HHS officials insisted that the administrator lower the rate increase for the $1,500-deductible plan and artificially inflate the rate for the $2,500-deductible plan to subsidize the other plan, Taylor said. 

“Forcing a company to artificially restrict rates and artificially inflate others causes serious solvency concerns down the line and puts the company at risk to not be able to  pay their obligated claims,” Taylor said. “State regulators of insurance generally do not allow companies to  subsidize one pool of business with another.”

Reaching a mutually acceptable agreement on rates took time and pushed back 2011-2012 plan year renewal dates, Taylor said.

HHS officials manipulated the program in other ways that indicated that the program would not be sustainable and would be likely to run out of funds before 2014, Taylor said.

In some cases, Taylor said, the Ohio department had the authority to make eligibility determination decisions, but HHS forced the administrator to reject some applicants and remove some residents who had already been admitted to the program.

The Ohio department eventually had to go to court to protect its authority to make eligibility determinations, Taylor said.

PCIP vs. the rest of PPACA
Rep. Joe Pitts, R-Pa., the health subcommittee chairman, and Thomas Miller, a resident fellow from the American Enterprise Institute, said people with health problems would be better off with a program focused on the needs of people with serious health problems than with PPACA.

Rep. Michael Burgess, R-Texas, a physician, said he was prepared to authorize $30 billion for a program like PCIP as an alternative to creating PPACA. Some Texas residents complained about the $30 billion figure, but $30 billion is “but a drop in the bucket of what the Affordable Care Act will cost,” Burgess said.

Republicans on the subcommittee also talked about the idea of shoring up PCIP by shifting money from other PPACA programs, such as preventive services programs and clinical effectiveness research efforts into PCIP.
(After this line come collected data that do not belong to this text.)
//! Groove settings stored in grooveconfig
//!
//! [`GrooveConfigExt`] adds typed accessors to [`grooveconfig::Config`] for
//! everything under `sources.groove`. Getters fall back to the built-in default
//! (and persist it) when a key is missing or has the wrong type.
//!
//! # Example
//!
//! ```no_run
//! use grooveconfig::Config;
//! use groove::GrooveConfigExt;
//!
//! # fn main() -> anyhow::Result<()> {
//! let config = Config::from_defaults()?;
//!
//! let ttl = config.get_groove_category_ttl_secs()?;
//! for category in config.get_groove_categories()? {
//!     println!("{} -> {}", category.name, category.url);
//! }
//!
//! // Snapshot injected into the extension
//! let settings = config.get_groove_config()?;
//! # Ok(())
//! # }
//! ```

use crate::client::{
    DEFAULT_BASE_URL, DEFAULT_IMAGE_BASE_URL, DEFAULT_REQUEST_TIMEOUT_SECS, DEFAULT_USER_AGENT,
};
use anyhow::Result;
use grooveconfig::Config;
use serde::{Deserialize, Serialize};
use serde_yaml::Value;
use std::time::Duration;

/// Default TTL of a category listing (seconds)
pub const DEFAULT_CATEGORY_TTL_SECS: u64 = 60;

/// Default pause between two category fetches (milliseconds)
pub const DEFAULT_CATEGORY_DELAY_MS: u64 = 250;

/// Default bound on album pagination hops
pub const DEFAULT_MAX_PAGE_HOPS: u64 = 5;

/// Default number of song-details attempts
pub const DEFAULT_SONG_RETRY_ATTEMPTS: u64 = 2;

/// Default pause between song-details attempts (milliseconds)
pub const DEFAULT_SONG_RETRY_DELAY_MS: u64 = 300;

/// Default value of the cover art background switch
pub const DEFAULT_SHOW_COVER_ART_BACKGROUND: bool = true;

const ROOT: [&str; 2] = ["sources", "groove"];

/// Category shown on the home and library feeds
#[derive(Debug, Clone, PartialEq, Eq, Serialize, Deserialize)]
pub struct CategoryConfig {
    pub name: String,
    pub url: String,
}

impl CategoryConfig {
    pub fn new(name: impl Into<String>, url: impl Into<String>) -> Self {
        Self {
            name: name.into(),
            url: url.into(),
        }
    }
}

/// Built-in category list, in display order
pub fn default_categories() -> Vec<CategoryConfig> {
    [
        ("Bollywood", "https://pagalnew.com/category/bollywood-mp3-songs.html"),
        ("Punjabi", "https://pagalnew.com/category/punjabi-mp3-songs.html"),
        ("Indipop", "https://pagalnew.com/category/indipop-mp3-songs.html"),
        ("Haryanvi", "https://pagalnew.com/category/haryanvi-mp3-songs.html"),
        ("Bhojpuri", "https://pagalnew.com/category/bhojpuri-mp3-songs.html"),
    ]
    .into_iter()
    .map(|(name, url)| CategoryConfig::new(name, url))
    .collect()
}

/// Everything the extension reads from the configuration, resolved once
#[derive(Debug, Clone, PartialEq)]
pub struct GrooveConfig {
    pub base_url: String,
    pub image_base_url: String,
    pub timeout: Duration,
    pub user_agent: String,
    pub category_ttl: Duration,
    pub category_delay: Duration,
    pub max_page_hops: usize,
    pub song_retry_attempts: u32,
    pub song_retry_delay: Duration,
    pub show_cover_art_background: bool,
    pub categories: Vec<CategoryConfig>,
}

impl Default for GrooveConfig {
    fn default() -> Self {
        Self {
            base_url: DEFAULT_BASE_URL.to_string(),
            image_base_url: DEFAULT_IMAGE_BASE_URL.to_string(),
            timeout: Duration::from_secs(DEFAULT_REQUEST_TIMEOUT_SECS),
            user_agent: DEFAULT_USER_AGENT.to_string(),
            category_ttl: Duration::from_secs(DEFAULT_CATEGORY_TTL_SECS),
            category_delay: Duration::from_millis(DEFAULT_CATEGORY_DELAY_MS),
            max_page_hops: DEFAULT_MAX_PAGE_HOPS as usize,
            song_retry_attempts: DEFAULT_SONG_RETRY_ATTEMPTS as u32,
            song_retry_delay: Duration::from_millis(DEFAULT_SONG_RETRY_DELAY_MS),
            show_cover_art_background: DEFAULT_SHOW_COVER_ART_BACKGROUND,
            categories: default_categories(),
        }
    }
}

/// Trait d'extension pour gérer la configuration Groove dans grooveconfig
///
/// # Auto-persist des valeurs par défaut
///
/// Les getters persistent automatiquement les valeurs par défaut dans la
/// configuration si elles n'existent pas encore.
pub trait GrooveConfigExt {
    // ========================================================================
    // API
    // ========================================================================

    fn get_groove_base_url(&self) -> Result<String>;
    fn set_groove_base_url(&self, url: &str) -> Result<()>;

    /// Base URL relative cover paths are resolved against
    fn get_groove_image_base_url(&self) -> Result<String>;
    fn set_groove_image_base_url(&self, url: &str) -> Result<()>;

    /// Connect and read timeout of API requests (seconds)
    fn get_groove_timeout_secs(&self) -> Result<u64>;
    fn set_groove_timeout_secs(&self, secs: u64) -> Result<()>;

    fn get_groove_user_agent(&self) -> Result<String>;
    fn set_groove_user_agent(&self, user_agent: &str) -> Result<()>;

    // ========================================================================
    // Resilience
    // ========================================================================

    fn get_groove_category_ttl_secs(&self) -> Result<u64>;
    fn set_groove_category_ttl_secs(&self, secs: u64) -> Result<()>;

    fn get_groove_category_delay_ms(&self) -> Result<u64>;
    fn set_groove_category_delay_ms(&self, ms: u64) -> Result<()>;

    fn get_groove_max_page_hops(&self) -> Result<u64>;
    fn set_groove_max_page_hops(&self, hops: u64) -> Result<()>;

    fn get_groove_song_retry_attempts(&self) -> Result<u64>;
    fn set_groove_song_retry_attempts(&self, attempts: u64) -> Result<()>;

    fn get_groove_song_retry_delay_ms(&self) -> Result<u64>;
    fn set_groove_song_retry_delay_ms(&self, ms: u64) -> Result<()>;

    // ========================================================================
    // Content
    // ========================================================================

    /// Default of the cover art background switch when the host has no value
    fn get_groove_show_cover_art_background(&self) -> Result<bool>;
    fn set_groove_show_cover_art_background(&self, show: bool) -> Result<()>;

    /// Categories of the home and library feeds, in display order
    ///
    /// Entries with a blank name or URL are skipped.
    fn get_groove_categories(&self) -> Result<Vec<CategoryConfig>>;
    fn set_groove_categories(&self, categories: &[CategoryConfig]) -> Result<()>;

    /// Resolves every setting at once
    fn get_groove_config(&self) -> Result<GrooveConfig>;
}

fn path<'a>(keys: &[&'a str]) -> Vec<&'a str> {
    ROOT.iter().copied().chain(keys.iter().copied()).collect()
}

fn get_string(config: &Config, keys: &[&str], default: &str) -> Result<String> {
    match config.get_value(&path(keys)) {
        Ok(Value::String(s)) if !s.trim().is_empty() => Ok(s),
        _ => {
            set_string(config, keys, default)?;
            Ok(default.to_string())
        }
    }
}

fn set_string(config: &Config, keys: &[&str], value: &str) -> Result<()> {
    config.set_value(&path(keys), Value::String(value.to_string()))
}

fn get_u64(config: &Config, keys: &[&str], default: u64) -> Result<u64> {
    if let Ok(Value::Number(n)) = config.get_value(&path(keys)) {
        if let Some(value) = n.as_u64() {
            return Ok(value);
        }
    }
    // Not set or invalid, use default and persist
    set_u64(config, keys, default)?;
    Ok(default)
}

fn set_u64(config: &Config, keys: &[&str], value: u64) -> Result<()> {
    config.set_value(&path(keys), Value::Number(serde_yaml::Number::from(value)))
}

impl GrooveConfigExt for Config {
    fn get_groove_base_url(&self) -> Result<String> {
        get_string(self, &["api", "base_url"], DEFAULT_BASE_URL)
    }

    fn set_groove_base_url(&self, url: &str) -> Result<()> {
        set_string(self, &["api", "base_url"], url)
    }

    fn get_groove_image_base_url(&self) -> Result<String> {
        get_string(self, &["api", "image_base_url"], DEFAULT_IMAGE_BASE_URL)
    }

    fn set_groove_image_base_url(&self, url: &str) -> Result<()> {
        set_string(self, &["api", "image_base_url"], url)
    }

    fn get_groove_timeout_secs(&self) -> Result<u64> {
        get_u64(self, &["api", "timeout_secs"], DEFAULT_REQUEST_TIMEOUT_SECS)
    }

    fn set_groove_timeout_secs(&self, secs: u64) -> Result<()> {
        set_u64(self, &["api", "timeout_secs"], secs)
    }

    fn get_groove_user_agent(&self) -> Result<String> {
        get_string(self, &["api", "user_agent"], DEFAULT_USER_AGENT)
    }

    fn set_groove_user_agent(&self, user_agent: &str) -> Result<()> {
        set_string(self, &["api", "user_agent"], user_agent)
    }

    fn get_groove_category_ttl_secs(&self) -> Result<u64> {
        get_u64(self, &["feed", "category_ttl_secs"], DEFAULT_CATEGORY_TTL_SECS)
    }

    fn set_groove_category_ttl_secs(&self, secs: u64) -> Result<()> {
        set_u64(self, &["feed", "category_ttl_secs"], secs)
    }

    fn get_groove_category_delay_ms(&self) -> Result<u64> {
        get_u64(self, &["feed", "category_delay_ms"], DEFAULT_CATEGORY_DELAY_MS)
    }

    fn set_groove_category_delay_ms(&self, ms: u64) -> Result<()> {
        set_u64(self, &["feed", "category_delay_ms"], ms)
    }

    fn get_groove_max_page_hops(&self) -> Result<u64> {
        get_u64(self, &["feed", "max_page_hops"], DEFAULT_MAX_PAGE_HOPS)
    }

    fn set_groove_max_page_hops(&self, hops: u64) -> Result<()> {
        set_u64(self, &["feed", "max_page_hops"], hops)
    }

    fn get_groove_song_retry_attempts(&self) -> Result<u64> {
        get_u64(self, &["song", "retry_attempts"], DEFAULT_SONG_RETRY_ATTEMPTS)
    }

    fn set_groove_song_retry_attempts(&self, attempts: u64) -> Result<()> {
        set_u64(self, &["song", "retry_attempts"], attempts)
    }

    fn get_groove_song_retry_delay_ms(&self) -> Result<u64> {
        get_u64(self, &["song", "retry_delay_ms"], DEFAULT_SONG_RETRY_DELAY_MS)
    }

    fn set_groove_song_retry_delay_ms(&self, ms: u64) -> Result<()> {
        set_u64(self, &["song", "retry_delay_ms"], ms)
    }

    fn get_groove_show_cover_art_background(&self) -> Result<bool> {
        match self.get_value(&path(&["show_cover_art_background"])) {
            Ok(Value::Bool(b)) => Ok(b),
            _ => {
                self.set_groove_show_cover_art_background(DEFAULT_SHOW_COVER_ART_BACKGROUND)?;
                Ok(DEFAULT_SHOW_COVER_ART_BACKGROUND)
            }
        }
    }

    fn set_groove_show_cover_art_background(&self, show: bool) -> Result<()> {
        self.set_value(&path(&["show_cover_art_background"]), Value::Bool(show))
    }

    fn get_groove_categories(&self) -> Result<Vec<CategoryConfig>> {
        let value = match self.get_value(&path(&["categories"])) {
            Ok(value @ Value::Sequence(_)) => value,
            _ => {
                let defaults = default_categories();
                self.set_groove_categories(&defaults)?;
                return Ok(defaults);
            }
        };

        let categories: Vec<CategoryConfig> = serde_yaml::from_value(value)?;
        Ok(categories
            .into_iter()
            .filter(|c| !c.name.trim().is_empty() && !c.url.trim().is_empty())
            .collect())
    }

    fn set_groove_categories(&self, categories: &[CategoryConfig]) -> Result<()> {
        let value = serde_yaml::to_value(categories)?;
        self.set_value(&path(&["categories"]), value)
    }

    fn get_groove_config(&self) -> Result<GrooveConfig> {
        Ok(GrooveConfig {
            base_url: self.get_groove_base_url()?,
            image_base_url: self.get_groove_image_base_url()?,
            timeout: Duration::from_secs(self.get_groove_timeout_secs()?),
            user_agent: self.get_groove_user_agent()?,
            category_ttl: Duration::from_secs(self.get_groove_category_ttl_secs()?),
            category_delay: Duration::from_millis(self.get_groove_category_delay_ms()?),
            max_page_hops: self.get_groove_max_page_hops()? as usize,
            song_retry_attempts: self.get_groove_song_retry_attempts()? as u32,
            song_retry_delay: Duration::from_millis(self.get_groove_song_retry_delay_ms()?),
            show_cover_art_background: self.get_groove_show_cover_art_background()?,
            categories: self.get_groove_categories()?,
        })
    }
}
Miller speculated that the Obama administration and allies in Congress may have underfunded PCIP from the beginning partly because funding them properly would diminished the rationale for giving the government broad power over the health insurance market.

Ron Pollack, executive director of Families USA, said he would like to see Congress help PCIP overcome its problems, but “not by undermining the architecture” of PPACA and hurting the clinical research and preventive care efforts.

Pollack and Sara Collins, a vice president at the Commonwealth Fund, said the problems at PCIP are minor and temporary, and that the best solution is simply to wait for the PPACA underwriting restrictions, health insurance purchase subsidies, and other coverage access expansion provisions to take effect.

“High-risk pools are not a long-term solution for expanding health insurance coverage,” Collins said.

Segmenting health insurance risk pools leads to inefficiency, Collins argued.